Print each line of the material again, keeping everything exact.

----

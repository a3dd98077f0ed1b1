//! Tests for label formatting

use super::*;
use insta::assert_snapshot;
use proptest::prelude::*;

fn dataset(label: &str) -> Suggestion {
    Suggestion::new(label, "/dataset/x")
}

#[test]
fn test_dataset_label_emphasizes_query_case_insensitively() {
    let label = format_label(&SectionKind::Datasets, "clim", &dataset("Climate data"));
    assert_eq!(
        label.spans(),
        &[
            LabelSpan {
                text: "Clim".to_string(),
                style: SpanStyle::Emphasis
            },
            LabelSpan {
                text: "ate data".to_string(),
                style: SpanStyle::Plain
            },
        ]
    );
    assert_eq!(label.plain_text(), "Climate data");
}

#[test]
fn test_dataset_label_multiple_terms_anywhere() {
    let label = format_label(
        &SectionKind::Datasets,
        "  data   CLIM ",
        &dataset("Climate data and more data"),
    );
    assert_snapshot!(
        label.to_html(),
        @"<strong>Clim</strong>ate <strong>data</strong> and more <strong>data</strong>"
    );
}

#[test]
fn test_dataset_label_without_terms_has_no_emphasis() {
    for query in ["", "   ", "\t\n"] {
        let label = format_label(&SectionKind::Datasets, query, &dataset("Climate data"));
        assert_eq!(label, Label::plain("Climate data"));
    }
}

#[test]
fn test_dataset_label_escapes_regex_metacharacters() {
    let label = format_label(&SectionKind::Datasets, "c++ (x", &dataset("C++ tools (x86)"));
    assert_snapshot!(label.to_html(), @"<strong>C++</strong> tools <strong>(x</strong>86)");
}

#[test]
fn test_dataset_label_strips_markup() {
    let label = format_label(
        &SectionKind::Datasets,
        "rain",
        &dataset("<em>Rain</em>fall &amp; <script>alert(1)</script>"),
    );
    assert_eq!(label.plain_text(), "Rainfall & alert(1)");
    assert_snapshot!(label.to_html(), @"<strong>Rain</strong>fall &amp; alert(1)");
}

#[test]
fn test_category_label_appends_muted_type() {
    let suggestion = Suggestion::new("Climate", "/c1").with_kind("tag");
    let label = format_label(&SectionKind::Categories, "clim", &suggestion);
    assert_eq!(label.plain_text(), "Climate (tag)");
    assert_eq!(label.spans()[1].style, SpanStyle::Muted);
    assert_snapshot!(label.to_html(), @r#"Climate <span class="muted">(tag)</span>"#);
}

#[test]
fn test_category_label_without_type() {
    let suggestion = Suggestion::new("Climate", "/c1");
    let label = format_label(&SectionKind::Categories, "clim", &suggestion);
    assert_eq!(label, Label::plain("Climate"));
}

#[test]
fn test_other_section_passes_label_through() {
    let suggestion = Suggestion::new("<b>Group</b>", "/g");
    let label = format_label(&SectionKind::Other("groups".into()), "group", &suggestion);
    assert_eq!(label.plain_text(), "<b>Group</b>");
    assert_snapshot!(label.to_html(), @"&lt;b&gt;Group&lt;/b&gt;");
}

#[test]
fn test_strip_markup_decodes_numeric_references() {
    assert_eq!(strip_markup("caf&#233; &#x41;"), "café A");
    assert_eq!(strip_markup("a & b"), "a & b");
    assert_eq!(strip_markup("&unknown; &lt;"), "&unknown; <");
}

#[test]
fn test_strip_markup_decodes_named_references() {
    assert_eq!(strip_markup("Ni&ntilde;o &mdash; &copy;2020"), "Niño — ©2020");
    assert_eq!(strip_markup("&quot;Air&quot; &amp; water"), "\"Air\" & water");
    assert_eq!(strip_markup("a&nbsp;b"), "a\u{a0}b");
}

#[test]
fn test_strip_markup_keeps_bare_angle_brackets() {
    assert_eq!(strip_markup("CO2 < 400 ppm"), "CO2 < 400 ppm");
    assert_eq!(strip_markup("Depth < 5m and > 2m"), "Depth < 5m and > 2m");
    assert_eq!(strip_markup("<b>Depth</b> < 5m"), "Depth < 5m");
}

#[test]
fn test_dataset_label_with_comparison_keeps_text() {
    let label = format_label(&SectionKind::Datasets, "ppm", &dataset("CO2 < 400 ppm readings"));
    assert_eq!(label.plain_text(), "CO2 < 400 ppm readings");
    assert_snapshot!(label.to_html(), @"CO2 &lt; 400 <strong>ppm</strong> readings");
}

#[test]
fn test_category_label_with_comparison_keeps_text() {
    let suggestion = Suggestion::new("Depth < 5m and > 2m", "/c2").with_kind("tag");
    let label = format_label(&SectionKind::Categories, "", &suggestion);
    assert_eq!(label.plain_text(), "Depth < 5m and > 2m (tag)");
}

#[test]
fn test_push_merges_adjacent_styles() {
    let mut label = Label::default();
    label.push("a", SpanStyle::Plain);
    label.push("b", SpanStyle::Plain);
    label.push("", SpanStyle::Emphasis);
    label.push("c", SpanStyle::Emphasis);
    assert_eq!(label.spans().len(), 2);
    assert_eq!(label.plain_text(), "abc");
}

proptest! {
    #![proptest_config(ProptestConfig::with_cases(200))]

    // Highlighting only adds structure, the visible text is untouched
    #[test]
    fn prop_highlight_preserves_text(
        text in "[a-zA-Z0-9 <>&;#\"'/().*+?|]{0,40}",
        query in "[a-zA-Z0-9 <>&;#\"'/().*+?|]{0,12}",
    ) {
        let label = highlight_terms(&text, &query);
        prop_assert_eq!(label.plain_text(), text);
    }

    #[test]
    fn prop_emphasized_spans_match_a_term(
        text in "[a-zA-Z0-9 <>&;#\"'/()]{0,40}",
        query in "[a-zA-Z0-9 <>&;#\"'/()]{0,12}",
    ) {
        let terms: Vec<String> = query.split_whitespace().map(|t| t.to_lowercase()).collect();
        let label = highlight_terms(&text, &query);
        for span in label.spans().iter().filter(|s| s.style == SpanStyle::Emphasis) {
            let lowered = span.text.to_lowercase();
            prop_assert!(
                terms.iter().any(|t| lowered.contains(t.as_str())),
                "span {:?} matches none of {:?}", span.text, terms
            );
        }
    }
}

----

→ **Result of this exercise**:
repository a3dd98077f0ed1b1
//! Tests for label formatting

use super::*;
use insta::assert_snapshot;
use proptest::prelude::*;

fn dataset(label: &str) -> Suggestion {
    Suggestion::new(label, "/dataset/x")
}

#[test]
fn test_dataset_label_emphasizes_query_case_insensitively() {
    let label = format_label(&SectionKind::Datasets, "clim", &dataset("Climate data"));
    assert_eq!(
        label.spans(),
        &[
            LabelSpan {
                text: "Clim".to_string(),
                style: SpanStyle::Emphasis
            },
            LabelSpan {
                text: "ate data".to_string(),
                style: SpanStyle::Plain
            },
        ]
    );
    assert_eq!(label.plain_text(), "Climate data");
}

#[test]
fn test_dataset_label_multiple_terms_anywhere() {
    let label = format_label(
        &SectionKind::Datasets,
        "  data   CLIM ",
        &dataset("Climate data and more data"),
    );
    assert_snapshot!(
        label.to_html(),
        @"<strong>Clim</strong>ate <strong>data</strong> and more <strong>data</strong>"
    );
}

#[test]
fn test_dataset_label_without_terms_has_no_emphasis() {
    for query in ["", "   ", "\t\n"] {
        let label = format_label(&SectionKind::Datasets, query, &dataset("Climate data"));
        assert_eq!(label, Label::plain("Climate data"));
    }
}

#[test]
fn test_dataset_label_escapes_regex_metacharacters() {
    let label = format_label(&SectionKind::Datasets, "c++ (x", &dataset("C++ tools (x86)"));
    assert_snapshot!(label.to_html(), @"<strong>C++</strong> tools <strong>(x</strong>86)");
}

#[test]
fn test_dataset_label_strips_markup() {
    let label = format_label(
        &SectionKind::Datasets,
        "rain",
        &dataset("<em>Rain</em>fall &amp; <script>alert(1)</script>"),
    );
    assert_eq!(label.plain_text(), "Rainfall & alert(1)");
    assert_snapshot!(label.to_html(), @"<strong>Rain</strong>fall &amp; alert(1)");
}

#[test]
fn test_category_label_appends_muted_type() {
    let suggestion = Suggestion::new("Climate", "/c1").with_kind("tag");
    let label = format_label(&SectionKind::Categories, "clim", &suggestion);
    assert_eq!(label.plain_text(), "Climate (tag)");
    assert_eq!(label.spans()[1].style, SpanStyle::Muted);
    assert_snapshot!(label.to_html(), @r#"Climate <span class="muted">(tag)</span>"#);
}

#[test]
fn test_category_label_without_type() {
    let suggestion = Suggestion::new("Climate", "/c1");
    let label = format_label(&SectionKind::Categories, "clim", &suggestion);
    assert_eq!(label, Label::plain("Climate"));
}

#[test]
fn test_other_section_passes_label_through() {
    let suggestion = Suggestion::new("<b>Group</b>", "/g");
    let label = format_label(&SectionKind::Other("groups".into()), "group", &suggestion);
    assert_eq!(label.plain_text(), "<b>Group</b>");
    assert_snapshot!(label.to_html(), @"&lt;b&gt;Group&lt;/b&gt;");
}

#[test]
fn test_strip_markup_decodes_numeric_references() {
    assert_eq!(strip_markup("caf&#233; &#x41;"), "café A");
    assert_eq!(strip_markup("a & b"), "a & b");
    assert_eq!(strip_markup("&unknown; &lt;"), "&unknown; <");
}

#[test]
fn test_strip_markup_decodes_named_references() {
    assert_eq!(strip_markup("Ni&ntilde;o &mdash; &copy;2020"), "Niño — ©2020");
    assert_eq!(strip_markup("&quot;Air&quot; &amp; water"), "\"Air\" & water");
    assert_eq!(strip_markup("a&nbsp;b"), "a\u{a0}b");
}

#[test]
fn test_strip_markup_keeps_bare_angle_brackets() {
    assert_eq!(strip_markup("CO2 < 400 ppm"), "CO2 < 400 ppm");
    assert_eq!(strip_markup("Depth < 5m and > 2m"), "Depth < 5m and > 2m");
    assert_eq!(strip_markup("<b>Depth</b> < 5m"), "Depth < 5m");
}

#[test]
fn test_dataset_label_with_comparison_keeps_text() {
    let label = format_label(&SectionKind::Datasets, "ppm", &dataset("CO2 < 400 ppm readings"));
    assert_eq!(label.plain_text(), "CO2 < 400 ppm readings");
    assert_snapshot!(label.to_html(), @"CO2 &lt; 400 <strong>ppm</strong> readings");
}

#[test]
fn test_category_label_with_comparison_keeps_text() {
    let suggestion = Suggestion::new("Depth < 5m and > 2m", "/c2").with_kind("tag");
    let label = format_label(&SectionKind::Categories, "", &suggestion);
    assert_eq!(label.plain_text(), "Depth < 5m and > 2m (tag)");
}

#[test]
fn test_push_merges_adjacent_styles() {
    let mut label = Label::default();
    label.push("a", SpanStyle::Plain);
    label.push("b", SpanStyle::Plain);
    label.push("", SpanStyle::Emphasis);
    label.push("c", SpanStyle::Emphasis);
    assert_eq!(label.spans().len(), 2);
    assert_eq!(label.plain_text(), "abc");
}

proptest! {
    #![proptest_config(ProptestConfig::with_cases(200))]

    // Highlighting only adds structure, the visible text is untouched
    #[test]
    fn prop_highlight_preserves_text(
        text in "[a-zA-Z0-9 <>&;#\"'/().*+?|]{0,40}",
        query in "[a-zA-Z0-9 <>&;#\"'/().*+?|]{0,12}",
    ) {
        let label = highlight_terms(&text, &query);
        prop_assert_eq!(label.plain_text(), text);
    }

    #[test]
    fn prop_emphasized_spans_match_a_term(
        text in "[a-zA-Z0-9 <>&;#\"'/()]{0,40}",
        query in "[a-zA-Z0-9 <>&;#\"'/()]{0,12}",
    ) {
        let terms: Vec<String> = query.split_whitespace().map(|t| t.to_lowercase()).collect();
        let label = highlight_terms(&text, &query);
        for span in label.spans().iter().filter(|s| s.style == SpanStyle::Emphasis) {
            let lowered = span.text.to_lowercase();
            prop_assert!(
                terms.iter().any(|t| lowered.contains(t.as_str())),
                "span {:?} matches none of {:?}", span.text, terms
            );
        }
    }
}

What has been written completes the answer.